Include option to exclude some maven test dependencies from the build-info

[shashwathrai]

Is your feature request related to a problem? Please describe. Include an option to exclude some maven dependencies based on scope(Eg: test) from the build-info being pushed to Artifactory.

Describe the solution you'd like to see We would like to have an option in jfrog-cli to exclude maven test dependencies from the build-info.

Describe alternatives you've considered NA

Additional context NA

[yahavi]

Hi @shashwathrai, Thanks for using the JFrog CLI.

The build-info represents the actual status of the build and therefore excluding information from it would impact its reliability. What is the reason you'd like to achieve this goal?

[wilvdb]

We have the same need. Our customers don't want to get security violations from xray scanning (jfrog build-scan) on test dependencies.

[Hurz]

We run into the same problem. We want to provide a build info for our SAAS components in Artifactory and the result of the JFrog CLI Build information contains test dependencies even when the test compile is skipped with the Maven paramerter "-Dmaven.test.skip=true". The result can therefore not be used to create a SBOM through Artifactory for a deliverable artifact.

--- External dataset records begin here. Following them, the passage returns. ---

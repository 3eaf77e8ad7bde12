use chrono::Weekday;
use addrbook::birthdays::{self, upcoming_birthdays};
use crate::date;

/**
# birthdays
 - upcoming_birthdays
 - next_occurrence

# BirthdayReport
 - names_on
 - is_empty
 - iter
 - to_string
 */
#[test]
fn test_week_from_monday() {
    let today = date(2024, 6, 10);
    let contacts = vec![
        ("Alice", date(1990, 6, 14)),
        ("Bob", date(1990, 6, 15)),
        ("Carol", date(1990, 6, 11)),
        ("Dave", date(1990, 6, 10)),
        ("Eve", date(1990, 6, 11)),
    ];

    let report = upcoming_birthdays(today, contacts);
    assert_eq!(report.names_on(Weekday::Mon), &["Dave".to_string()]);
    assert_eq!(report.names_on(Weekday::Tue), &["Carol".to_string(), "Eve".to_string()]);
    assert_eq!(report.names_on(Weekday::Fri), &["Alice".to_string()]);
    assert_eq!(report.names_on(Weekday::Sat).is_empty(), true);
    assert_eq!(report.names_on(Weekday::Sun).is_empty(), true);
    assert_eq!(
        report.to_string(),
        "People who should be congratulated on their birthday: \n\
         Monday: Dave\n\
         Tuesday: Carol, Eve\n\
         Friday: Alice\n"
    );
}

#[test]
fn test_weekend_from_friday() {
    // Friday 14 June 2024.
    let today = date(2024, 6, 14);
    let contacts = vec![
        ("Sat", date(1990, 6, 15)),
        ("Sun", date(1990, 6, 16)),
        ("Mon", date(1990, 6, 17)),
        ("Thu", date(1990, 6, 20)),
        ("Fri", date(1990, 6, 21)),
    ];

    let report = upcoming_birthdays(today, contacts);
    assert_eq!(
        report.names_on(Weekday::Mon),
        &["Sat".to_string(), "Sun".to_string(), "Mon".to_string()]
    );
    assert_eq!(report.names_on(Weekday::Thu), &["Thu".to_string()]);
    assert_eq!(report.names_on(Weekday::Fri).is_empty(), true);

    let order = report.iter().map(|(day, _)| day).collect::<Vec<_>>();
    assert_eq!(order, vec![Weekday::Mon, Weekday::Thu]);
}

#[test]
fn test_leap_day() {
    let today = date(2025, 3, 1);
    assert_eq!(birthdays::next_occurrence(date(2000, 2, 29), today), Some(today));

    let report = upcoming_birthdays(today, vec![("Leap", date(2000, 2, 29))]);
    assert_eq!(report.is_empty(), false);
    assert_eq!(report.names_on(Weekday::Mon), &["Leap".to_string()]);
}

In addition we want to know security implications of our deliverables in our SAAS context. Test components are a nice to know but should not let our builds fail. With an option to enable or disable test components we could separate such an information.

Another addition is that the build info also lists provided components. It should be an option to skip those as well. Example: We want to create a SBOM for a customer that gets some kind of deliverable. It should only contain artifacts that are actually delivered and not parts that are part of the customers existing infrastructure / runtime.